**AIM OF THE EXERCISE:**
Examine the records and identify each line that includes the string "echo". Copy those lines.

**LISTED ENTRIES:**
//! Prompt templates configuration
//!
//! The fixed system instruction plus the canned replies served without
//! touching any remote capability.

use serde::{Deserialize, Serialize};

use avatar_agent_core::{Animation, Expression, ReplySegment, ReplySet, MAX_REPLY_SEGMENTS};

/// Prompt templates configuration
#[derive(Debug, Clone, Serialize, Deserialize)]
pub struct PromptLibrary {
    /// System instruction sent with every generation request
    #[serde(default)]
    pub system: SystemInstruction,

    /// Served when the caller sends no utterance
    #[serde(default = "CannedReply::greeting")]
    pub greeting: CannedReply,

    /// Served when vendor credentials are missing
    #[serde(default = "CannedReply::missing_keys")]
    pub missing_keys: CannedReply,

    /// Served when the main response path fails
    #[serde(default = "CannedReply::fallback")]
    pub fallback: CannedReply,

    /// Used by the audio smoke-test endpoint
    #[serde(default = "CannedReply::audio_check")]
    pub audio_check: CannedReply,
}

impl Default for PromptLibrary {
    fn default() -> Self {
        Self {
            system: SystemInstruction::default(),
            greeting: CannedReply::greeting(),
            missing_keys: CannedReply::missing_keys(),
            fallback: CannedReply::fallback(),
            audio_check: CannedReply::audio_check(),
        }
    }
}

/// System instruction configuration
#[derive(Debug, Clone, Serialize, Deserialize)]
pub struct SystemInstruction {
    /// Persona line
    pub persona: String,
    /// Output format rules
    pub format_rules: Vec<String>,
}

impl Default for SystemInstruction {
    fn default() -> Self {
        Self {
            persona: "You are a friendly virtual companion speaking through an animated avatar."
                .to_string(),
            format_rules: vec![
                format!(
                    "Always reply with a valid JSON array of at most {} message objects.",
                    MAX_REPLY_SEGMENTS
                ),
                "Each object must have \"text\", \"facialExpression\" and \"animation\" \
                 properties."
                    .to_string(),
                "facialExpression is one of: default, smile, sad, angry, surprised, funnyFace, \
                 crazy."
                    .to_string(),
                "animation is one of: Idle, Talking_0, Talking_1, Talking_2, Crying, Laughing, \
                 Rumba, Terrified, Angry."
                    .to_string(),
                "Keep each message short and conversational.".to_string(),
            ],
        }
    }
}

impl SystemInstruction {
    /// Build the full instruction text
    pub fn build(&self) -> String {
        let mut prompt = format!("{}\n\n## Reply format\n", self.persona);
        for rule in &self.format_rules {
            prompt.push_str(&format!("- {}\n", rule));
        }
        prompt
    }
}

/// A fixed single-segment reply
#[derive(Debug, Clone, Serialize, Deserialize)]
pub struct CannedReply {
    pub text: String,
    pub expression: Expression,
    pub animation: Animation,
}

impl CannedReply {
    pub fn greeting() -> Self {
        Self {
            text: "Hello there! How can I help you today?".to_string(),
            expression: Expression::Smile,
            animation: Animation::Talking1,
        }
    }

    pub fn missing_keys() -> Self {
        Self {
            text: "Please add your Gemini and ElevenLabs API keys!".to_string(),
            expression: Expression::Angry,
            animation: Animation::Angry,
        }
    }

    pub fn fallback() -> Self {
        Self {
            text: "I'm having technical difficulties. Please try again later... bye bye"
                .to_string(),
            expression: Expression::Sad,
            animation: Animation::Crying,
        }
    }

    pub fn audio_check() -> Self {
        Self {
            text: "Hello! This is a test of the audio system working perfectly!".to_string(),
            expression: Expression::Smile,
            animation: Animation::Talking1,
        }
    }

    pub fn to_segment(&self) -> ReplySegment {
        ReplySegment::new(self.text.clone(), self.expression, self.animation)
    }

    pub fn to_reply_set(&self) -> ReplySet {
        ReplySet::single(self.to_segment())
    }
}
//! Application state
//!
//! Wires the vendor backends and the response pipeline from settings once at
//! startup. Handlers share this state; no per-request construction.

use std::path::PathBuf;
use std::sync::Arc;
use std::time::Duration;

use avatar_agent_config::{PromptLibrary, Settings};
use avatar_agent_core::{LanguageModel, SpeechSynthesizer};
use avatar_agent_llm::{GeminiBackend, GeminiConfig};
use avatar_agent_pipeline::{
    ElevenLabsConfig, ElevenLabsSynthesizer, PipelineConfig, ResponsePipeline,
};

use crate::ServerError;

/// Shared application state
#[derive(Clone)]
pub struct AppState {
    pub config: Arc<Settings>,
    pub prompts: Arc<PromptLibrary>,
    pub pipeline: Arc<ResponsePipeline>,
    pub llm: Arc<dyn LanguageModel>,
    pub synthesizer: Arc<dyn SpeechSynthesizer>,
}

impl AppState {
    /// Build backends and pipeline from settings.
    pub fn new(settings: Settings) -> Result<Self, ServerError> {
        let prompts = PromptLibrary::default();

        let model_config = GeminiConfig {
            model: settings.model.model.clone(),
            endpoint: settings.model.endpoint.clone(),
            api_key: settings.model.api_key.clone().unwrap_or_default(),
            timeout: Duration::from_secs(settings.model.timeout_seconds),
            max_retries: settings.model.max_retries,
            backoff_base: Duration::from_millis(settings.model.backoff_ms),
            ..Default::default()
        };
        let llm: Arc<dyn LanguageModel> = Arc::new(
            GeminiBackend::new(model_config).map_err(|e| ServerError::Internal(e.to_string()))?,
        );

        let speech_config = ElevenLabsConfig {
            api_key: settings.speech.api_key.clone().unwrap_or_default(),
            voice_id: settings.speech.voice_id.clone(),
            endpoint: settings.speech.endpoint.clone(),
            timeout: Duration::from_secs(settings.speech.timeout_seconds),
            audio_dir: PathBuf::from(&settings.speech.audio_dir),
            ..Default::default()
        };
        let synthesizer: Arc<dyn SpeechSynthesizer> = Arc::new(
            ElevenLabsSynthesizer::new(speech_config)
                .map_err(|e| ServerError::Internal(e.to_string()))?,
        );

        let pipeline_config = PipelineConfig {
            response_deadline: Duration::from_secs(settings.pipeline.response_deadline_secs),
            credentials_present: settings.credentials_present(),
        };
        let pipeline = Arc::new(ResponsePipeline::new(
            llm.clone(),
            synthesizer.clone(),
            prompts.clone(),
            pipeline_config,
        ));

        Ok(Self {
            config: Arc::new(settings),
            prompts: Arc::new(prompts),
            pipeline,
            llm,
            synthesizer,
        })
    }
}
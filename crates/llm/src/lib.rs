//! Language model integration
//!
//! Gemini `generateContent` client implementing the [`LanguageModel`]
//! capability with transient-failure retry and linear backoff.
//!
//! [`LanguageModel`]: avatar_agent_core::LanguageModel

pub mod backend;

pub use backend::{GeminiBackend, GeminiConfig};
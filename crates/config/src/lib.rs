//! Configuration management for the avatar agent
//!
//! Supports loading configuration from:
//! - YAML/TOML files under `config/`
//! - Environment variables (AVATAR_AGENT__ prefix)
//!
//! Credentials additionally fall back to the conventional `GEMINI_API_KEY`
//! and `ELEVEN_LABS_API_KEY` variables.

pub mod prompts;
pub mod settings;

pub use prompts::{CannedReply, PromptLibrary, SystemInstruction};
pub use settings::{
    load_settings, ModelSettings, ObservabilityConfig, PipelineSettings, RuntimeEnvironment,
    ServerConfig, Settings, SpeechSettings,
};

use thiserror::Error;

#[derive(Error, Debug)]
pub enum ConfigError {
    #[error("failed to parse configuration: {0}")]
    ParseError(String),

    #[error("invalid value for {field}: {message}")]
    InvalidValue { field: String, message: String },
}

impl From<config::ConfigError> for ConfigError {
    fn from(err: config::ConfigError) -> Self {
        ConfigError::ParseError(err.to_string())
    }
}
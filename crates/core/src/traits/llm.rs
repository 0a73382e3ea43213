//! Language model trait

use async_trait::async_trait;

use crate::error::ModelError;
use crate::prompt::PromptContext;

/// Language model interface
///
/// Implementations:
/// - `GeminiBackend` - Google Gemini generateContent API
///
/// # Example
///
/// ```ignore
/// let llm: Arc<dyn LanguageModel> = Arc::new(GeminiBackend::new(config)?);
/// let ctx = PromptContext::new(system_instruction, "tell me a story");
/// let raw = llm.generate(&ctx).await?;
/// ```
#[async_trait]
pub trait LanguageModel: Send + Sync + 'static {
    /// Generate one completion for the given prompt context.
    ///
    /// Implementations retry transient overload internally under their own
    /// backoff policy; any error returned here is terminal for the request.
    async fn generate(&self, context: &PromptContext) -> Result<String, ModelError>;

    /// Check whether the backend is configured and reachable.
    async fn is_available(&self) -> bool;

    /// Model name for logging.
    fn model_name(&self) -> &str;
}

#[cfg(test)]
mod tests {
    use super::*;

    struct MockLlm;

    #[async_trait]
    impl LanguageModel for MockLlm {
        async fn generate(&self, context: &PromptContext) -> Result<String, ModelError> {
            Ok(format!("echo: {}", context.user_utterance))
        }

        async fn is_available(&self) -> bool {
            true
        }

        fn model_name(&self) -> &str {
            "mock-llm"
        }
    }

    #[tokio::test]
    async fn test_mock_llm() {
        let llm = MockLlm;
        assert!(llm.is_available().await);
        assert_eq!(llm.model_name(), "mock-llm");

        let ctx = PromptContext::new("be terse", "hello");
        let raw = llm.generate(&ctx).await.unwrap();
        assert_eq!(raw, "echo: hello");
    }
}
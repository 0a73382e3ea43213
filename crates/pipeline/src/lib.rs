//! Response pipeline for the avatar agent
//!
//! This crate turns one user utterance into a spoken, annotated reply:
//! - `ReplyParser` validates and decodes the model's structured output
//! - `ElevenLabsSynthesizer` renders each segment to audio
//! - `ResponsePipeline` sequences generate → parse → synthesize and owns the
//!   fallback policy

pub mod orchestrator;
pub mod parser;
pub mod tts;

pub use orchestrator::{PipelineConfig, PipelineFailure, ResponsePipeline};
pub use parser::ReplyParser;
pub use tts::{ElevenLabsConfig, ElevenLabsSynthesizer};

**ANSWER SECTION:**
            Ok(format!("echo: {}", context.user_utterance))
        assert_eq!(raw, "echo: hello");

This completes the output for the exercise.